Apostava que o hálito do rapaz á frente era agradável. Talvez até com aroma do chiclete que mastigava.
Os olhos lacrimejaram mais e sua visão ficou, por um instante, deturpada e embaçada como se estivesse vendo tudo através de um óculos cheio de arranhões em suas lentes. Fechou os olhos para que tal sensação passasse e perdeu o equilíbrio. Cambaleou novamente e quase que reencontra o chão mas mantém a postura reta e consegue se equilibrar firmando os pés com força no chão, levantando um pouco de poeira e propagando um som leve como o bater da porta de um carro.
Ao entreabrir os olhos para se estabilizar, notou que o casal havia olhado para trás por causa do barulho. A garota tinha um rosto lindo, com olhos azuis e traços bem definidos. O rapaz tinha belos e escuros olhos castanhos, com o rosto limpo e um olhar centrado, ciente.
Assim que se reergueu e se mostrou pronto para continuar a caminhar, o casal voltou a olhar para a frente e caminhando.
Seus olhos eram vermelhos, o do rapaz castanhos. Seu olhar era sonso e perdido, o rapaz era sério e decidido. Seu hálito emanava uma vida regada a cigarros, bebidas e todo tipo de entorpecentes, o rapaz emanava o aroma de chiclete pela boca. Seus braços eram magros e com seringas espetadas nas veias, já os do rapaz eram fortes e sua mão segurava a mão da garota mais linda já vista por ambos os homens.
Cuspiu o cigarro no chão. Arrancou as seringas dos braços e gemeu baixo pela dor repentina. Respirou fundo soprando seu hálito para baixo, cuspindo saliva enegrecida de cinzas. Esfregou o rosto com as mãos.

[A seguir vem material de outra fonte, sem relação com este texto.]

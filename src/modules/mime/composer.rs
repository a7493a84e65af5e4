// Copyright © 2025 mailroom.dev
// Licensed under Mailroom License Agreement v1.0
// Unauthorized copying, modification, or distribution is prohibited.

use crate::modules::common::Addr;
use crate::modules::error::code::ErrorCode;
use crate::modules::error::MailroomResult;
use crate::modules::mime::ParsedEmail;
use crate::raise_error;
use chrono::DateTime;
use mail_send::mail_builder::headers::address::Address;
use mail_send::mail_builder::headers::raw::Raw;
use mail_send::mail_builder::MessageBuilder;
use std::borrow::Cow;

/// Header names the caller may not override through `extra_headers`.
const RESERVED_HEADERS: [&str; 10] = [
    "from",
    "to",
    "cc",
    "bcc",
    "subject",
    "date",
    "message-id",
    "in-reply-to",
    "references",
    "mime-version",
];

#[derive(Clone, Debug, Default)]
pub struct InlinePart {
    pub content_type: String,
    pub cid: String,
    pub content: Vec<u8>,
}

#[derive(Clone, Debug, Default)]
pub struct FilePart {
    pub content_type: String,
    pub name: String,
    pub content: Vec<u8>,
}

/// The outbound composition input. Bcc recipients are carried for envelope
/// derivation only and are never serialized into the wire bytes.
#[derive(Clone, Debug, Default)]
pub struct ComposeMail {
    pub subject: String,
    pub from: Addr,
    pub to: Vec<Addr>,
    pub cc: Vec<Addr>,
    pub bcc: Vec<Addr>,
    /// Epoch millis; the Date header is always emitted.
    pub date: i64,
    /// Bare Message-ID; angle brackets are added on the wire.
    pub message_id: String,
    pub in_reply_to: Option<String>,
    pub references: Option<String>,
    pub text_body: Option<String>,
    pub html_body: Option<String>,
    pub inline_parts: Vec<InlinePart>,
    pub attachments: Vec<FilePart>,
    /// Arbitrary non-reserved extra headers.
    pub extra_headers: Vec<(String, String)>,
}

impl ComposeMail {
    /// Every envelope recipient: To + Cc + Bcc.
    pub fn envelope_recipients(&self) -> Vec<String> {
        self.to
            .iter()
            .chain(self.cc.iter())
            .chain(self.bcc.iter())
            .map(|addr| addr.email.clone())
            .collect()
    }
}

fn to_builder_address(addrs: &[Addr]) -> Address<'static> {
    if addrs.len() == 1 {
        let addr = &addrs[0];
        Address::new_address(
            (!addr.name.is_empty()).then(|| Cow::Owned(addr.name.clone())),
            Cow::Owned(addr.email.clone()),
        )
    } else {
        Address::new_list(
            addrs
                .iter()
                .map(|addr| {
                    Address::new_address(
                        (!addr.name.is_empty()).then(|| Cow::Owned(addr.name.clone())),
                        Cow::Owned(addr.email.clone()),
                    )
                })
                .collect(),
        )
    }
}

/// Serializes the mail to RFC 5322 wire bytes.
///
/// The MIME shape follows from what is present: lone renditions stay
/// single-part, text+html nest in an alternative, inline images wrap the
/// main part in a related, and file attachments wrap everything in a mixed.
pub fn compose(mail: &ComposeMail) -> MailroomResult<Vec<u8>> {
    if mail.to.is_empty() && mail.cc.is_empty() && mail.bcc.is_empty() {
        return Err(raise_error!(
            "cannot compose a message without recipients".into(),
            ErrorCode::ValidationFailed
        ));
    }

    let mut builder = MessageBuilder::new()
        .from(to_builder_address(std::slice::from_ref(&mail.from)))
        .subject(mail.subject.clone())
        .message_id(mail.message_id.clone())
        .date(mail.date / 1000);

    if !mail.to.is_empty() {
        builder = builder.to(to_builder_address(&mail.to));
    }
    if !mail.cc.is_empty() {
        builder = builder.cc(to_builder_address(&mail.cc));
    }
    // No Bcc header ever reaches the wire; the envelope carries them.

    if let Some(in_reply_to) = &mail.in_reply_to {
        builder = builder.header(
            "In-Reply-To",
            Raw::new(Cow::Owned(format!("<{}>", in_reply_to))),
        );
        let references = match &mail.references {
            Some(existing) if !existing.is_empty() => {
                format!("{} <{}>", existing, in_reply_to)
            }
            _ => format!("<{}>", in_reply_to),
        };
        builder = builder.header("References", Raw::new(Cow::Owned(references)));
    }

    for (name, value) in &mail.extra_headers {
        if RESERVED_HEADERS.contains(&name.to_ascii_lowercase().as_str()) {
            continue;
        }
        builder = builder.header(name.clone(), Raw::new(Cow::Owned(value.clone())));
    }

    if let Some(text) = &mail.text_body {
        builder = builder.text_body(text.clone());
    }
    if let Some(html) = &mail.html_body {
        builder = builder.html_body(html.clone());
    }
    for inline in &mail.inline_parts {
        builder = builder.inline(
            inline.content_type.clone(),
            inline.cid.clone(),
            inline.content.clone(),
        );
    }
    for attachment in &mail.attachments {
        builder = builder.attachment(
            attachment.content_type.clone(),
            attachment.name.clone(),
            attachment.content.clone(),
        );
    }

    builder
        .write_to_vec()
        .map_err(|e| raise_error!(format!("{:#?}", e), ErrorCode::InternalError))
}

/// A draft body pair produced by the reply/forward helpers, ready to feed
/// into `ComposeMail`.
#[derive(Clone, Debug, Default)]
pub struct DraftSkeleton {
    pub subject: String,
    pub to: Vec<Addr>,
    pub cc: Vec<Addr>,
    pub in_reply_to: Option<String>,
    pub references: Option<String>,
    pub text_body: String,
    pub html_body: Option<String>,
}

fn format_date(date: i64) -> String {
    DateTime::from_timestamp_millis(date)
        .map(|dt| dt.to_rfc2822())
        .unwrap_or_else(|| "an unknown date".to_string())
}

fn format_address_list(addrs: &[Addr]) -> String {
    addrs
        .iter()
        .map(Addr::display)
        .collect::<Vec<_>>()
        .join(", ")
}

/// Builds a reply skeleton: `Re:` subject (idempotent), recipients default
/// to the original sender, original Cc preserved, threading headers set, and
/// optionally the quoted original body.
pub fn create_reply(
    original: &ParsedEmail,
    reply_text: Option<&str>,
    reply_html: Option<&str>,
    include_quote: bool,
) -> DraftSkeleton {
    let reply_text = reply_text.unwrap_or_default();

    let subject = if original.subject.to_ascii_lowercase().starts_with("re:") {
        original.subject.clone()
    } else {
        format!("Re: {}", original.subject)
    };

    let mut skeleton = DraftSkeleton {
        subject,
        to: if original.from.email.is_empty() {
            Vec::new()
        } else {
            vec![original.from.clone()]
        },
        cc: original.cc.clone(),
        in_reply_to: (!original.message_id.is_empty()).then(|| original.message_id.clone()),
        references: (!original.references.is_empty()).then(|| original.references.clone()),
        text_body: reply_text.to_string(),
        html_body: reply_html.map(str::to_string),
    };

    if !include_quote {
        return skeleton;
    }

    let date_str = format_date(original.date);
    let from_display = original.from.display();
    let attribution = if from_display.is_empty() {
        format!("\n\nOn {}, someone wrote:\n", date_str)
    } else {
        format!("\n\nOn {}, {} wrote:\n", date_str, from_display)
    };

    let mut text_body = format!("{}{}", reply_text, attribution);
    if let Some(original_text) = original.primary_text() {
        let quoted = original_text
            .lines()
            .map(|line| format!("> {}", line))
            .collect::<Vec<_>>()
            .join("\n");
        text_body.push_str(&quoted);
    }
    skeleton.text_body = text_body;

    let html_content = reply_html.map(str::to_string).unwrap_or_else(|| {
        format!("<p>{}</p>", html_escape::encode_text(reply_text))
    });
    if let Some(original_html) = original.html_body.first().map(|part| part.content.as_str()) {
        let header_html = quoted_header_html(original, &date_str, false);
        skeleton.html_body = Some(format!(
            "{}\n<hr data-type=\"quote-separator\" />\n<blockquote>\n{}\n{}\n</blockquote>",
            html_content, header_html, original_html
        ));
    }

    skeleton
}

/// Builds a forward skeleton: `Fwd:` subject (idempotent), empty recipients,
/// no threading headers, and the original content behind a forwarded-message
/// preamble.
pub fn create_forward(
    original: &ParsedEmail,
    forward_text: &str,
    forward_html: Option<&str>,
    include_original: bool,
) -> DraftSkeleton {
    let subject = if original.subject.to_ascii_lowercase().starts_with("fwd:") {
        original.subject.clone()
    } else {
        format!("Fwd: {}", original.subject)
    };

    let mut skeleton = DraftSkeleton {
        subject,
        to: Vec::new(),
        cc: Vec::new(),
        in_reply_to: None,
        references: None,
        text_body: forward_text.to_string(),
        html_body: forward_html.map(str::to_string),
    };

    if !include_original {
        return skeleton;
    }

    let date_str = format_date(original.date);
    let mut header_text = String::from("\n\n---------- Forwarded message ----------\n");
    let from_display = original.from.display();
    if !from_display.is_empty() {
        header_text.push_str(&format!("From: {}\n", from_display));
    }
    if !original.to.is_empty() {
        header_text.push_str(&format!("To: {}\n", format_address_list(&original.to)));
    }
    if !original.cc.is_empty() {
        header_text.push_str(&format!("Cc: {}\n", format_address_list(&original.cc)));
    }
    header_text.push_str(&format!("Subject: {}\n", original.subject));
    header_text.push_str(&format!("Date: {}\n\n", date_str));

    let mut text_body = format!("{}{}", forward_text, header_text);
    if let Some(original_text) = original.primary_text() {
        text_body.push_str(original_text);
    }
    skeleton.text_body = text_body;

    if let Some(original_html) = original.html_body.first().map(|part| part.content.as_str()) {
        let html_content = forward_html.map(str::to_string).unwrap_or_else(|| {
            format!("<p>{}</p>", html_escape::encode_text(forward_text))
        });
        let header_html = quoted_header_html(original, &date_str, true);
        skeleton.html_body = Some(format!(
            "{}\n<hr data-type=\"quote-separator\" />\n<blockquote>\n{}\n{}\n</blockquote>",
            html_content, header_html, original_html
        ));
    }

    skeleton
}

fn quoted_header_html(original: &ParsedEmail, date_str: &str, is_forward: bool) -> String {
    let mut header = if is_forward {
        String::from("<p>---------- Forwarded message ----------<br/>")
    } else {
        String::from("<p>---------- In reply to ----------<br/>")
    };
    let from_display = original.from.display();
    if !from_display.is_empty() {
        header.push_str(&format!(
            "<strong>From:</strong> {}<br/>",
            html_escape::encode_text(&from_display)
        ));
    }
    if !original.to.is_empty() {
        header.push_str(&format!(
            "<strong>To:</strong> {}<br/>",
            html_escape::encode_text(&format_address_list(&original.to))
        ));
    }
    if !original.cc.is_empty() {
        header.push_str(&format!(
            "<strong>Cc:</strong> {}<br/>",
            html_escape::encode_text(&format_address_list(&original.cc))
        ));
    }
    header.push_str(&format!(
        "<strong>Subject:</strong> {}<br/>",
        html_escape::encode_text(&original.subject)
    ));
    header.push_str(&format!(
        "<strong>Date:</strong> {}<br/>",
        html_escape::encode_text(date_str)
    ));
    header.push_str("</p>");
    header
}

Descobriu o rosto. Se analisou. Visão limpa. Tinha certeza de que o castanho de seus olhos agora era notável. Há anos não enxergava tão claramente. O mundo parecia até mais bonito, mais fácil...mais seu. Abriu a boca, surpreso. Seu hálito chegou até o próprio nariz mas não lhe fez lacrimejar dessa vez. O odor de ervas, cinzas e álcool agora fora substituído pelo aroma doce de tutti-frutti.
Ao notar tais diferenças instantâneas no rosto, não tardou a apalpar os próprios braços. Não estavam musculosos como um marombado de academia, mas fortes e saudáveis como de alguém que se alimenta, trabalha e cuida de si mesmo. Não com força sobrenatural e muito menos heroica...porém sentia que poderia levantar o mundo nos braços. Seu olhar se estendeu por todo o próprio braço, seu antebraço...e finalmente as mãos. Notou o dedo anelar. Nele, agora estava uma bela aliança que não se lembrava de ter colocado.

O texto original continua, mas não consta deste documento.